■ Directions for this task: The expected answer is the set of lines in the data below between the line holding "out.extend_from_slice(&compressed);" and the line holding "len = read_varint(&mut data)?;", inclusive, written out exactly.

------ Records for the task ------

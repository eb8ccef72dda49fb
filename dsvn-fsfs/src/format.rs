//! Repository format file (`db/format`)
//!
//! ```text
//! 7
//! layout sharded 1000
//! addressing logical
//! ```

use std::fmt::Write as _;
use std::fs;
use std::path::Path;

use crate::error::{FsError, Result};
use crate::representation::parse_number;

pub const MIN_FORMAT: u32 = 1;
pub const MAX_FORMAT: u32 = 8;

/// How item addresses inside a revision are interpreted
#[derive(Debug, Clone, Copy, PartialEq, Eq)]
pub enum Addressing {
    /// Item addresses are byte offsets
    Physical,
    /// Item addresses are indexes resolved through L2P/P2L
    Logical,
}

/// Parsed `db/format`
#[derive(Debug, Clone, Copy, PartialEq, Eq)]
pub struct FsFormat {
    pub number: u32,
    /// Revisions per shard; `None` for the linear layout
    pub shard_size: Option<u64>,
    pub addressing: Addressing,
}

impl FsFormat {
    pub fn read(path: &Path) -> Result<Self> {
        let text = fs::read_to_string(path).map_err(|e| FsError::io("reading format file", path, e))?;
        Self::parse(&text)
    }

    pub fn parse(text: &str) -> Result<Self> {
        let mut lines = text.lines();
        let first = lines.next().unwrap_or("").trim();
        let number = parse_number(first)
            .and_then(|n| u32::try_from(n).ok())
            .ok_or_else(|| FsError::corrupt(format!("Format file has malformed first line '{}'", first)))?;
        if !(MIN_FORMAT..=MAX_FORMAT).contains(&number) {
            return Err(FsError::Unsupported(format!("filesystem format {}", number)));
        }

        let mut format = FsFormat {
            number,
            shard_size: None,
            addressing: Addressing::Physical,
        };
        for line in lines {
            let tokens: Vec<&str> = line.split_whitespace().collect();
            match tokens.as_slice() {
                [] => {}
                ["layout", "linear"] => format.shard_size = None,
                ["layout", "sharded", size] => {
                    let size = parse_number(size)
                        .filter(|&size| size > 0)
                        .ok_or_else(|| FsError::corrupt(format!("Invalid shard size in '{}'", line)))?;
                    format.shard_size = Some(size);
                }
                ["addressing", mode] if number >= 7 => {
                    format.addressing = match *mode {
                        "physical" => Addressing::Physical,
                        "logical" => Addressing::Logical,
                        other => {
                            return Err(FsError::corrupt(format!("Unknown addressing mode '{}'", other)))
                        }
                    };
                }
                _ => {
                    return Err(FsError::corrupt(format!(
                        "Unrecognized option '{}' in format file",
                        line
                    )))
                }
            }
        }
        Ok(format)
    }

    pub fn to_file_contents(&self) -> String {
        let mut out = format!("{}\n", self.number);
        if self.number >= 3 {
            match self.shard_size {
                Some(size) => {
                    let _ = writeln!(out, "layout sharded {}", size);
                }
                None => out.push_str("layout linear\n"),
            }
        }
        if self.number >= 7 {
            let mode = match self.addressing {
                Addressing::Physical => "physical",
                Addressing::Logical => "logical",
            };
            let _ = writeln!(out, "addressing {}", mode);
        }
        out
    }

    pub fn is_logical(&self) -> bool {
        self.addressing == Addressing::Logical
    }

    /// Proto-revision files live in `db/txn-protorevs`.
    pub fn has_protorevs_dir(&self) -> bool {
        self.number >= 3
    }

    /// Packing (and `db/min-unpacked-rev`) exists.
    pub fn supports_packing(&self) -> bool {
        self.number >= 4 && self.shard_size.is_some()
    }

    /// Change records carry the mergeinfo-mod flag.
    pub fn changes_have_mergeinfo(&self) -> bool {
        self.number >= 7
    }
}
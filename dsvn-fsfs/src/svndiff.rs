//! svndiff delta codec
//!
//! A stream starts with `SVN` plus a version byte and is followed by windows:
//!
//! ```text
//! <sview-offset> <sview-len> <tview-len> <instr-len> <new-len>   (varints)
//! <instructions> <new data>
//! ```
//!
//! Version 1 zlib-compresses both sections; version 2 (LZ4) is not supported.

use std::io::{self, Read, Write};
use std::path::Path;

use bytes::Bytes;
use flate2::read::ZlibDecoder;
use flate2::write::ZlibEncoder;
use flate2::Compression;

use crate::error::FsError;

pub const SVNDIFF_MAGIC: &[u8; 3] = b"SVN";

/// Upper bound for any single window dimension or section
pub const MAX_WINDOW_LEN: u64 = 64 * 1024 * 1024;

const MAX_VARINT_BYTES: usize = 10;

/// Errors raised while decoding or encoding svndiff data
#[derive(Debug, thiserror::Error)]
pub enum SvndiffError {
    #[error("Unexpected end of svndiff data")]
    Truncated,

    #[error("Malformed svndiff data: {0}")]
    Malformed(String),

    #[error("Unsupported svndiff version {0}")]
    UnsupportedVersion(u8),

    #[error(transparent)]
    Io(io::Error),
}

impl SvndiffError {
    fn malformed(msg: impl Into<String>) -> Self {
        SvndiffError::Malformed(msg.into())
    }

    /// Convert with the path of the file being read
    pub fn into_fs(self, path: &Path) -> FsError {
        match self {
            SvndiffError::Io(e) => FsError::io("reading svndiff data", path, e),
            other => other.into(),
        }
    }
}

impl From<io::Error> for SvndiffError {
    fn from(e: io::Error) -> Self {
        if e.kind() == io::ErrorKind::UnexpectedEof {
            SvndiffError::Truncated
        } else {
            SvndiffError::Io(e)
        }
    }
}

impl From<SvndiffError> for FsError {
    fn from(e: SvndiffError) -> Self {
        match e {
            SvndiffError::UnsupportedVersion(v) => {
                FsError::Unsupported(format!("svndiff version {}", v))
            }
            SvndiffError::Io(e) => FsError::io("reading svndiff data", "", e),
            other => FsError::corrupt(other.to_string()),
        }
    }
}

type Result<T> = std::result::Result<T, SvndiffError>;

/// One delta instruction
#[derive(Debug, Clone, Copy, PartialEq, Eq)]
pub enum DeltaOp {
    /// Copy `len` bytes from the source view at `offset`
    Source { offset: u64, len: u64 },
    /// Copy `len` bytes from the target produced so far, starting at `offset`
    Target { offset: u64, len: u64 },
    /// Copy the next `len` bytes of new data
    New { len: u64 },
}

/// One decoded window
#[derive(Debug, Clone, PartialEq, Eq)]
pub struct DeltaWindow {
    pub sview_offset: u64,
    pub sview_len: u64,
    pub tview_len: u64,
    pub ops: Vec<DeltaOp>,
    pub new_data: Bytes,
}

impl DeltaWindow {
    /// Number of instructions that read the source view
    pub fn src_ops(&self) -> usize {
        self.ops
            .iter()
            .filter(|op| matches!(op, DeltaOp::Source { .. }))
            .count()
    }

    /// Approximate memory footprint, for cache accounting
    pub fn weight(&self) -> usize {
        self.new_data.len() + self.ops.len() * std::mem::size_of::<DeltaOp>() + 64
    }

    /// Check that the instructions exactly produce `tview_len` bytes.
    pub fn validate(&self) -> Result<()> {
        let mut tpos = 0u64;
        let mut npos = 0u64;
        for op in &self.ops {
            let len = match *op {
                DeltaOp::Source { offset, len } => {
                    if offset.checked_add(len).map_or(true, |end| end > self.sview_len) {
                        return Err(SvndiffError::malformed("source copy outside the source view"));
                    }
                    len
                }
                DeltaOp::Target { offset, len } => {
                    if offset >= tpos {
                        return Err(SvndiffError::malformed("target copy from unwritten data"));
                    }
                    len
                }
                DeltaOp::New { len } => {
                    npos = npos
                        .checked_add(len)
                        .filter(|&end| end <= self.new_data.len() as u64)
                        .ok_or_else(|| SvndiffError::malformed("instruction runs past new data"))?;
                    len
                }
            };
            if len == 0 {
                return Err(SvndiffError::malformed("zero-length instruction"));
            }
            tpos = tpos
                .checked_add(len)
                .filter(|&end| end <= self.tview_len)
                .ok_or_else(|| SvndiffError::malformed("instructions overflow the target view"))?;
        }
        if tpos != self.tview_len {
            return Err(SvndiffError::malformed("delta does not fill the target window"));
        }
        if npos != self.new_data.len() as u64 {
            return Err(SvndiffError::malformed("delta leaves new data unused"));
        }
        Ok(())
    }
}

/// The operations the read path needs from a delta format
pub trait DeltaCodec: Send + Sync {
    /// Validate a stream header and return its version
    fn read_header(&self, header: &[u8; 4]) -> Result<u8>;

    fn stream_header(&self, version: u8) -> Result<[u8; 4]>;

    /// Stored size of a delta that has a header but no windows
    fn empty_delta_size(&self) -> u64;

    fn read_window(&self, reader: &mut dyn Read, version: u8) -> Result<DeltaWindow>;

    /// Advance past one window without decoding its sections; returns the
    /// window's target length.
    fn skip_window(&self, reader: &mut dyn Read, version: u8) -> Result<u64>;

    fn write_window(&self, out: &mut Vec<u8>, window: &DeltaWindow, version: u8) -> Result<()>;

    /// Produce the target view of `window`
    fn apply_instructions(&self, window: &DeltaWindow, source: Option<&[u8]>) -> Result<Vec<u8>>;
}

/// The svndiff codec (versions 0 and 1)
#[derive(Debug, Default, Clone, Copy)]
pub struct Svndiff;

impl DeltaCodec for Svndiff {
    fn read_header(&self, header: &[u8; 4]) -> Result<u8> {
        if &header[..3] != SVNDIFF_MAGIC {
            return Err(SvndiffError::malformed("svndiff data does not start with 'SVN'"));
        }
        match header[3] {
            v @ (0 | 1) => Ok(v),
            v => Err(SvndiffError::UnsupportedVersion(v)),
        }
    }

    fn stream_header(&self, version: u8) -> Result<[u8; 4]> {
        if version > 1 {
            return Err(SvndiffError::UnsupportedVersion(version));
        }
        Ok([b'S', b'V', b'N', version])
    }

    fn empty_delta_size(&self) -> u64 {
        4
    }

    fn read_window(&self, reader: &mut dyn Read, version: u8) -> Result<DeltaWindow> {
        let header = read_window_header(reader)?;
        let instructions = read_section(reader, header.instr_len)?;
        let new_data = read_section(reader, header.new_len)?;
        let instructions = decode_section(instructions, version)?;
        let new_data = decode_section(new_data, version)?;

        let window = DeltaWindow {
            sview_offset: header.sview_offset,
            sview_len: header.sview_len,
            tview_len: header.tview_len,
            ops: decode_instructions(&instructions)?,
            new_data: Bytes::from(new_data),
        };
        window.validate()?;
        Ok(window)
    }

    fn skip_window(&self, reader: &mut dyn Read, _version: u8) -> Result<u64> {
        let header = read_window_header(reader)?;
        let skip = header.instr_len + header.new_len;
        let skipped = io::copy(&mut reader.take(skip), &mut io::sink())?;
        if skipped != skip {
            return Err(SvndiffError::Truncated);
        }
        Ok(header.tview_len)
    }

    fn write_window(&self, out: &mut Vec<u8>, window: &DeltaWindow, version: u8) -> Result<()> {
        if version > 1 {
            return Err(SvndiffError::UnsupportedVersion(version));
        }
        let instructions = encode_section(encode_instructions(&window.ops), version)?;
        let new_data = encode_section(window.new_data.to_vec(), version)?;

        write_varint(out, window.sview_offset);
        write_varint(out, window.sview_len);
        write_varint(out, window.tview_len);
        write_varint(out, instructions.len() as u64);
        write_varint(out, new_data.len() as u64);
        out.extend_from_slice(&instructions);
        out.extend_from_slice(&new_data);
        Ok(())
    }

    fn apply_instructions(&self, window: &DeltaWindow, source: Option<&[u8]>) -> Result<Vec<u8>> {
        let mut target: Vec<u8> = Vec::with_capacity(window.tview_len as usize);
        let mut npos = 0usize;
        for op in &window.ops {
            match *op {
                DeltaOp::Source { offset, len } => {
                    let source = source.ok_or_else(|| {
                        SvndiffError::malformed("window copies from a source that does not exist")
                    })?;
                    let (start, end) = (offset as usize, (offset + len) as usize);
                    let bytes = source.get(start..end).ok_or_else(|| {
                        SvndiffError::malformed("source copy beyond the available source data")
                    })?;
                    target.extend_from_slice(bytes);
                }
                DeltaOp::Target { offset, len } => {
                    let start = offset as usize;
                    if start >= target.len() {
                        return Err(SvndiffError::malformed("target copy from unwritten data"));
                    }
                    let end = start + len as usize;
                    if end <= target.len() {
                        target.extend_from_within(start..end);
                    } else {
                        // overlapping copy repeats the pattern byte by byte
                        for i in start..end {
                            let byte = target[i];
                            target.push(byte);
                        }
                    }
                }
                DeltaOp::New { len } => {
                    let end = npos + len as usize;
                    let bytes = window.new_data.get(npos..end).ok_or_else(|| {
                        SvndiffError::malformed("instruction runs past new data")
                    })?;
                    target.extend_from_slice(bytes);
                    npos = end;
                }
            }
        }
        Ok(target)
    }
}

struct WindowHeader {
    sview_offset: u64,
    sview_len: u64,
    tview_len: u64,
    instr_len: u64,
    new_len: u64,
}

fn read_window_header(reader: &mut dyn Read) -> Result<WindowHeader> {
    let header = WindowHeader {
        sview_offset: read_varint(reader)?,
        sview_len: read_varint(reader)?,
        tview_len: read_varint(reader)?,
        instr_len: read_varint(reader)?,
        new_len: read_varint(reader)?,
    };
    if header.sview_len > MAX_WINDOW_LEN
        || header.tview_len > MAX_WINDOW_LEN
        || header.instr_len > MAX_WINDOW_LEN
        || header.new_len > MAX_WINDOW_LEN
    {
        return Err(SvndiffError::malformed("svndiff window exceeds size limits"));
    }
    Ok(header)
}

fn read_section(reader: &mut dyn Read, len: u64) -> Result<Vec<u8>> {
    let mut buf = vec![0u8; len as usize];
    reader.read_exact(&mut buf)?;
    Ok(buf)
}

fn decode_section(data: Vec<u8>, version: u8) -> Result<Vec<u8>> {
    if version == 0 {
        return Ok(data);
    }
    let mut rest = &data[..];
    let original_len = read_varint(&mut rest)?;
    if original_len > MAX_WINDOW_LEN {
        return Err(SvndiffError::malformed("compressed section exceeds size limits"));
    }
    if rest.len() as u64 == original_len {
        return Ok(rest.to_vec());
    }
    let mut out = Vec::with_capacity(original_len as usize);
    ZlibDecoder::new(rest)
        .take(original_len + 1)
        .read_to_end(&mut out)
        .map_err(|e| SvndiffError::malformed(format!("zlib section: {}", e)))?;
    if out.len() as u64 != original_len {
        return Err(SvndiffError::malformed("decompressed section has the wrong length"));
    }
    Ok(out)
}

fn encode_section(data: Vec<u8>, version: u8) -> Result<Vec<u8>> {
    if version == 0 {
        return Ok(data);
    }
    let mut out = Vec::new();
    write_varint(&mut out, data.len() as u64);
    let mut encoder = ZlibEncoder::new(Vec::new(), Compression::default());
    encoder.write_all(&data)?;
    let compressed = encoder.finish()?;
    if compressed.len() < data.len() {
        out.extend_from_slice(&compressed);
    } else {
        out.extend_from_slice(&data);
    }
    Ok(out)
}

fn decode_instructions(mut data: &[u8]) -> Result<Vec<DeltaOp>> {
    let mut ops = Vec::new();
    while let Some((&byte, rest)) = data.split_first() {
        data = rest;
        let mut len = u64::from(byte & 0x3f);
        if len == 0 {
            len = read_varint(&mut data)?;
        }
        let op = match byte >> 6 {
            0 => DeltaOp::Source {
                offset: read_varint(&mut data)?,
                len,
            },
            1 => DeltaOp::Target {
                offset: read_varint(&mut data)?,
                len,
            },
            2 => DeltaOp::New { len },
            _ => return Err(SvndiffError::malformed("invalid instruction opcode")),
        };
        ops.push(op);
    }
    Ok(ops)
}

fn encode_instructions(ops: &[DeltaOp]) -> Vec<u8> {
    let mut out = Vec::new();
    for op in ops {
        let (opcode, len, offset) = match *op {
            DeltaOp::Source { offset, len } => (0u8, len, Some(offset)),
            DeltaOp::Target { offset, len } => (1u8, len, Some(offset)),
            DeltaOp::New { len } => (2u8, len, None),
        };
        if len > 0 && len < 0x40 {
            out.push((opcode << 6) | len as u8);
        } else {
            out.push(opcode << 6);
            write_varint(&mut out, len);
        }
        if let Some(offset) = offset {
            write_varint(&mut out, offset);
        }
    }
    out
}

/// Big-endian base-128 varint, high bit set on every byte but the last
pub fn read_varint<R: Read + ?Sized>(reader: &mut R) -> Result<u64> {
    let mut result: u64 = 0;
    for _ in 0..MAX_VARINT_BYTES {
        let mut byte = [0u8; 1];
        reader.read_exact(&mut byte)?;
        if result > (u64::MAX >> 7) {
            return Err(SvndiffError::malformed("varint overflow"));
        }
        result = (result << 7) | u64::from(byte[0] & 0x7f);
        if byte[0] & 0x80 == 0 {
            return Ok(result);
        }
    }
    Err(SvndiffError::malformed("varint too long"))
}

pub fn write_varint(out: &mut Vec<u8>, mut value: u64) {
    let mut groups = [0u8; MAX_VARINT_BYTES];
    let mut n = 0;
    loop {
        groups[n] = (value & 0x7f) as u8;
        n += 1;
        value >>= 7;
        if value == 0 {
            break;
        }
    }
    for i in (0..n).rev() {
        let continuation = if i > 0 { 0x80 } else { 0 };
        out.push(groups[i] | continuation);
    }
}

------

■ Expected answer:
        out.extend_from_slice(&compressed);
    } else {
        out.extend_from_slice(&data);
    }
    Ok(out)
}

fn decode_instructions(mut data: &[u8]) -> Result<Vec<DeltaOp>> {
    let mut ops = Vec::new();
    while let Some((&byte, rest)) = data.split_first() {
        data = rest;
        let mut len = u64::from(byte & 0x3f);
        if len == 0 {
            len = read_varint(&mut data)?;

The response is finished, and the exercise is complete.